--- Excerpted data ---

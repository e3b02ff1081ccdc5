//! Orbiting camera.
//!
//! The [`Trackball`] is the authoritative camera state: a look-at center plus
//! spherical coordinates. The [`Camera`] basis is derived from it and
//! recomputed eagerly on every change, so a read never observes a stale basis.

use glint_math::Vec3;
use std::f32::consts::{PI, TAU};

use crate::config::DEFAULT_POLE_EPSILON;

/// Smallest orbit radius the trackball accepts.
pub const MIN_RADIUS: f32 = 0.05;

/// Right-handed orthonormal camera basis.
#[derive(Debug, Clone, Copy, PartialEq)]
pub struct Camera {
    origin: Vec3,
    direction: Vec3,
    up: Vec3,
    right: Vec3,
}

impl Camera {
    /// Camera position.
    pub fn origin(&self) -> Vec3 {
        self.origin
    }

    /// Unit forward vector.
    pub fn direction(&self) -> Vec3 {
        self.direction
    }

    pub fn up(&self) -> Vec3 {
        self.up
    }

    pub fn right(&self) -> Vec3 {
        self.right
    }
}

impl Default for Camera {
    fn default() -> Self {
        Self {
            origin: Vec3::ZERO,
            direction: Vec3::NEG_Z,
            up: Vec3::Y,
            right: Vec3::X,
        }
    }
}

/// Discrete camera adjustment delivered by the input layer.
#[derive(Debug, Clone, Copy, PartialEq)]
pub enum CameraCommand {
    /// Change the polar angle (radians).
    Rotate(f32),
    /// Change the elevation angle (radians, measured from the +Y pole).
    Elevate(f32),
    /// Change the orbit radius.
    Zoom(f32),
}

/// Camera orbiting a fixed center.
#[derive(Debug, Clone)]
pub struct Trackball {
    center: Vec3,
    radius: f32,
    /// Polar angle in [0, 2pi)
    polar: f32,
    /// Elevation angle in [pole_epsilon, pi - pole_epsilon]
    elevation: f32,
    pole_epsilon: f32,
    camera: Camera,
}

impl Trackball {
    /// Create a trackball. Out-of-range values are wrapped or clamped.
    pub fn new(center: Vec3, radius: f32, polar: f32, elevation: f32) -> Self {
        let finite_or = |value: f32, fallback: f32| if value.is_finite() { value } else { fallback };
        let mut trackball = Self {
            center: if center.is_finite() { center } else { Vec3::ZERO },
            radius: finite_or(radius, MIN_RADIUS).max(MIN_RADIUS),
            polar: 0.0,
            elevation: finite_or(elevation, PI / 2.0),
            pole_epsilon: DEFAULT_POLE_EPSILON,
            camera: Camera::default(),
        };
        // Both updates wrap/clamp and recompute the basis
        trackball.update_polar_angle(finite_or(polar, 0.0));
        trackball.update_elevation_angle(0.0);
        trackball
    }

    /// Set the margin kept from the poles and re-clamp the elevation.
    pub fn with_pole_epsilon(mut self, pole_epsilon: f32) -> Self {
        let pole_epsilon = if pole_epsilon.is_finite() {
            pole_epsilon
        } else {
            log::warn!(
                "Pole epsilon {} is invalid, using {}",
                pole_epsilon,
                DEFAULT_POLE_EPSILON
            );
            DEFAULT_POLE_EPSILON
        };
        self.pole_epsilon = pole_epsilon.clamp(1e-6, PI / 2.0 - 1e-3);
        self.update_elevation_angle(0.0);
        self
    }

    pub fn center(&self) -> Vec3 {
        self.center
    }

    pub fn set_center(&mut self, center: Vec3) {
        if !center.is_finite() {
            log::warn!("Ignoring non-finite trackball center {:?}", center);
            return;
        }
        self.center = center;
        self.update_camera();
    }

    pub fn radius(&self) -> f32 {
        self.radius
    }

    /// Set the orbit radius, never below [`MIN_RADIUS`].
    pub fn set_radius(&mut self, radius: f32) {
        if !radius.is_finite() {
            log::warn!("Ignoring non-finite trackball radius {}", radius);
            return;
        }
        self.radius = radius.max(MIN_RADIUS);
        self.update_camera();
    }

    pub fn polar_angle(&self) -> f32 {
        self.polar
    }

    /// Add `change` to the polar angle and wrap it into [0, 2pi).
    pub fn update_polar_angle(&mut self, change: f32) {
        if !change.is_finite() {
            log::warn!("Ignoring non-finite polar angle change {}", change);
            return;
        }
        let mut polar = (self.polar + change).rem_euclid(TAU);
        // rem_euclid can round up to exactly TAU for tiny negative inputs
        if polar >= TAU {
            polar -= TAU;
        }
        self.polar = polar.max(0.0);
        self.update_camera();
    }

    pub fn elevation_angle(&self) -> f32 {
        self.elevation
    }

    /// Add `change` to the elevation angle and keep it away from the poles.
    pub fn update_elevation_angle(&mut self, change: f32) {
        if !change.is_finite() {
            log::warn!("Ignoring non-finite elevation angle change {}", change);
            return;
        }
        self.elevation =
            (self.elevation + change).clamp(self.pole_epsilon, PI - self.pole_epsilon);
        self.update_camera();
    }

    /// Apply an input command.
    pub fn apply(&mut self, command: CameraCommand) {
        match command {
            CameraCommand::Rotate(delta) => self.update_polar_angle(delta),
            CameraCommand::Elevate(delta) => self.update_elevation_angle(delta),
            CameraCommand::Zoom(delta) => self.set_radius(self.radius + delta),
        }
    }

    /// Current camera basis.
    pub fn camera(&self) -> &Camera {
        &self.camera
    }

    /// Offset from the center in physics convention (elevation from +Y).
    fn spherical_to_cartesian(&self) -> Vec3 {
        let (sin_el, cos_el) = self.elevation.sin_cos();
        let (sin_pol, cos_pol) = self.polar.sin_cos();
        self.radius * Vec3::new(sin_el * cos_pol, cos_el, sin_el * sin_pol)
    }

    fn update_camera(&mut self) {
        let origin = self.center + self.spherical_to_cartesian();
        let direction = (self.center - origin).normalize();

        // Elevation never reaches the poles, so world up is a valid helper
        let right = direction.cross(Vec3::Y).normalize();
        let up = right.cross(direction);

        self.camera = Camera {
            origin,
            direction,
            up,
            right,
        };
    }
}

impl Default for Trackball {
    fn default() -> Self {
        Self::new(Vec3::ZERO, 2.5, PI / 2.0, PI / 2.5)
    }
}
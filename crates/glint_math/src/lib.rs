// Re-export glam for convenience
pub use glam::*;

// Glint math types
mod interval;
mod ray;
pub use interval::Interval;
pub use ray::Ray;
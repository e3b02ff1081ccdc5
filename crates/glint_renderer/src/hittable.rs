//! Hittable trait and HitRecord for ray-object intersection.

use crate::{MaterialId, Ray};
use glint_math::{Interval, Vec3};

/// Record of a ray-object intersection.
#[derive(Debug, Clone, Copy, PartialEq)]
pub struct HitRecord {
    /// Parameter t where the intersection occurs
    pub t: f32,
    /// Point of intersection
    pub p: Vec3,
    /// Unit surface normal, oriented away from the surface's geometric
    /// center scaled by the sign of its radius (inward for hollow shells)
    pub normal: Vec3,
    /// Material at the intersection point
    pub material: MaterialId,
}

/// Trait for objects that can be hit by rays.
pub trait Hittable: Send + Sync {
    /// Test if a ray hits this object strictly inside `ray_t`.
    ///
    /// Returns the record of the nearest accepted intersection.
    fn hit(&self, ray: &Ray, ray_t: Interval) -> Option<HitRecord>;
}
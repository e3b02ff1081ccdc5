//! Glint renderer - progressive CPU path tracing.
//!
//! A Monte Carlo path tracer for sphere scenes. Frames are refined
//! progressively: every call to [`Renderer::render`] traces one more sample
//! set per pixel across a fixed pool of worker threads and presents the
//! running average.

mod band;
mod camera;
mod config;
mod error;
mod hittable;
mod material;
mod renderer;
mod scene;
mod sphere;
mod thread_pool;
mod tracer;
mod viewport;

pub use band::{generate_bands, AccumulationBuffer, Band, RenderTask};
pub use camera::{Camera, CameraCommand, Trackball, MIN_RADIUS};
pub use config::{
    RenderConfig, DEFAULT_HIT_EPSILON, DEFAULT_LINES_PER_TASK, DEFAULT_MAX_DEPTH,
    DEFAULT_MAX_ITERATIONS, DEFAULT_POLE_EPSILON, DEFAULT_SAMPLES_PER_PIXEL,
};
pub use error::{PoolError, RenderError, RenderResult, SceneError};
pub use hittable::{HitRecord, Hittable};
pub use material::{
    random_in_unit_sphere, reflect, refract, schlick, Color, Material, MaterialId, ScatterResult,
};
pub use renderer::Renderer;
pub use scene::{Scene, SurfaceId};
pub use sphere::Sphere;
pub use thread_pool::{default_thread_count, ThreadPool};
pub use tracer::{
    color_to_rgba, linear_to_gamma, ray_color, render_pixel, sky_gradient, SampleOffsets,
    TraceSettings, ROTATED_GRID_4X,
};
pub use viewport::{ViewPlane, Viewport};

/// Re-export the math types the public API is written in
pub use glint_math::{Interval, Ray, Vec2, Vec3};

/// Uniform sample in [0, 1).
pub(crate) fn gen_f32(rng: &mut dyn rand::RngCore) -> f32 {
    use rand::Rng;
    rng.gen()
}
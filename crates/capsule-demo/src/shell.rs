//! Application shell
//!
//! The shell owns one slot per route. Navigating re-initialises the target
//! route, so it always starts from a fresh generation and replies still in
//! flight for the previous instance are discarded when they land. The signup
//! route is an emitter: a submitted user surfaces as
//! [`ShellMsg::UserSubmitted`] and is appended to the shell's user list.

use crate::pages::signup::User;
use crate::pages::{clock, counter, signup};
use capsule::{Emitter, EmitterInit, EmitterMsg, Page, PageInit, PageMsg};
use capsule_core::{Cmd, Html, Program, Sub};
use std::collections::BTreeMap;
use std::fmt;
use std::str::FromStr;

/// A top-level route.
#[derive(Debug, Clone, Copy, PartialEq, Eq, PartialOrd, Ord, Hash)]
pub enum Route {
    /// Counter with a delayed increment
    Counter,
    /// Signup form reporting to the shell
    Signup,
    /// Ticking clock
    Clock,
}

impl Route {
    /// Every route, in navigation order.
    pub const ALL: [Route; 3] = [Route::Counter, Route::Signup, Route::Clock];

    /// Lower-case name used in scripts and element ids.
    pub fn name(self) -> &'static str {
        match self {
            Route::Counter => "counter",
            Route::Signup => "signup",
            Route::Clock => "clock",
        }
    }
}

impl fmt::Display for Route {
    fn fmt(&self, f: &mut fmt::Formatter<'_>) -> fmt::Result {
        f.write_str(self.name())
    }
}

impl FromStr for Route {
    type Err = String;

    fn from_str(s: &str) -> Result<Self, Self::Err> {
        Route::ALL
            .into_iter()
            .find(|route| route.name() == s)
            .ok_or_else(|| s.to_string())
    }
}

/// Shell messages.
#[derive(Debug, Clone)]
pub enum ShellMsg {
    /// Switch to a route, re-initialising it
    Navigate(Route),
    /// Message for a page slot
    Page(Route, PageMsg),
    /// Message for the signup emitter
    Signup(EmitterMsg<ShellMsg>),
    /// Emitted by the signup form
    UserSubmitted(User),
}

/// Constructors for every slot, reused on each navigation.
#[derive(Clone)]
struct Catalog {
    counter: PageInit<i64>,
    clock: PageInit<()>,
    signup: EmitterInit<(), ShellMsg>,
}

impl Catalog {
    fn new() -> Self {
        Self {
            counter: Page::element(counter::program()),
            clock: Page::element(clock::program()),
            signup: Emitter::element(signup::program(), signup::submitted, ShellMsg::UserSubmitted),
        }
    }
}

/// Shell model.
#[derive(Clone)]
pub struct Shell {
    catalog: Catalog,
    route: Route,
    pages: BTreeMap<Route, Page>,
    signup: Emitter<ShellMsg>,
    users: Vec<User>,
}

impl Shell {
    /// Route currently shown.
    pub fn route(&self) -> Route {
        self.route
    }

    /// Users registered through the signup form, in submission order.
    pub fn users(&self) -> &[User] {
        &self.users
    }

    /// Page mounted for `route`, if it is a page slot.
    pub fn page(&self, route: Route) -> Option<&Page> {
        self.pages.get(&route)
    }

    /// The signup emitter.
    pub fn signup(&self) -> &Emitter<ShellMsg> {
        &self.signup
    }

    fn mount(&mut self, route: Route) -> Cmd<ShellMsg> {
        tracing::debug!(%route, "mounting route");
        let (page, cmd) = match route {
            Route::Signup => {
                let (signup, cmd) = self.catalog.signup.init(());
                self.signup = signup;
                return cmd.map(ShellMsg::Signup);
            }
            Route::Counter => self.catalog.counter.init(0),
            Route::Clock => self.catalog.clock.init(()),
        };
        self.pages.insert(route, page);
        cmd.map(move |msg| ShellMsg::Page(route, msg))
    }
}

impl fmt::Debug for Shell {
    fn fmt(&self, f: &mut fmt::Formatter<'_>) -> fmt::Result {
        f.debug_struct("Shell")
            .field("route", &self.route)
            .field("pages", &self.pages)
            .field("signup", &self.signup)
            .field("users", &self.users)
            .finish_non_exhaustive()
    }
}

/// The shell program, starting on `Route::Counter`.
pub fn program() -> Program<(), Shell, ShellMsg> {
    Program::element(|()| init(), update, view, subscriptions)
}

fn init() -> (Shell, Cmd<ShellMsg>) {
    let mut shell = Shell {
        catalog: Catalog::new(),
        route: Route::Counter,
        pages: BTreeMap::new(),
        signup: Emitter::empty(),
        users: Vec::new(),
    };
    let cmd = Cmd::batch(Route::ALL.map(|route| shell.mount(route)));
    (shell, cmd)
}

fn update(msg: ShellMsg, mut shell: Shell) -> (Shell, Cmd<ShellMsg>) {
    match msg {
        ShellMsg::Navigate(route) => {
            shell.route = route;
            let cmd = shell.mount(route);
            (shell, cmd)
        }
        ShellMsg::Page(route, msg) => {
            let Some(page) = shell.pages.get(&route) else {
                return (shell, Cmd::none());
            };
            let (page, cmd) = page.update(msg);
            shell.pages.insert(route, page);
            (shell, cmd.map(move |msg| ShellMsg::Page(route, msg)))
        }
        ShellMsg::Signup(msg) => {
            let (signup, cmd) = shell.signup.update(msg, ShellMsg::Signup);
            shell.signup = signup;
            (shell, cmd)
        }
        ShellMsg::UserSubmitted(user) => {
            tracing::info!(%user, "user registered");
            shell.users.push(user);
            (shell, Cmd::none())
        }
    }
}

fn view(shell: &Shell) -> Html<ShellMsg> {
    let nav = Html::element("nav").children(Route::ALL.into_iter().map(|route| {
        let mut link = Html::element("button")
            .id(format!("nav-{route}"))
            .on_click(ShellMsg::Navigate(route))
            .child(Html::text(route.name()));
        if route == shell.route {
            link = link.attr("class", "active");
        }
        Html::from(link)
    }));

    let content = match shell.route {
        Route::Signup => shell.signup.view(ShellMsg::Signup),
        route => shell
            .pages
            .get(&route)
            .map(|page| page.view(move |msg| ShellMsg::Page(route, msg)))
            .unwrap_or_else(Html::empty),
    };

    let users = Html::element("ul").id("users").children(
        shell
            .users
            .iter()
            .map(|user| Html::from(Html::element("li").child(Html::text(user.to_string())))),
    );

    Html::element("div")
        .id("shell")
        .child(nav)
        .child(Html::element("section").child(content))
        .child(users)
        .into()
}

/// Only the visible route listens to anything.
fn subscriptions(shell: &Shell) -> Sub<ShellMsg> {
    match shell.route {
        Route::Signup => shell.signup.subscriptions(ShellMsg::Signup),
        route => shell
            .pages
            .get(&route)
            .map(|page| page.subscriptions(move |msg| ShellMsg::Page(route, msg)))
            .unwrap_or_default(),
    }
}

---

Please return the lines above exactly, from the first one down to the line with "use glint_math::Vec3;", and stop after that line.

» **Solved problem**:
repository e3b02ff1081ccdc5
//! Orbiting camera.
//!
//! The [`Trackball`] is the authoritative camera state: a look-at center plus
//! spherical coordinates. The [`Camera`] basis is derived from it and
//! recomputed eagerly on every change, so a read never observes a stale basis.

use glint_math::Vec3;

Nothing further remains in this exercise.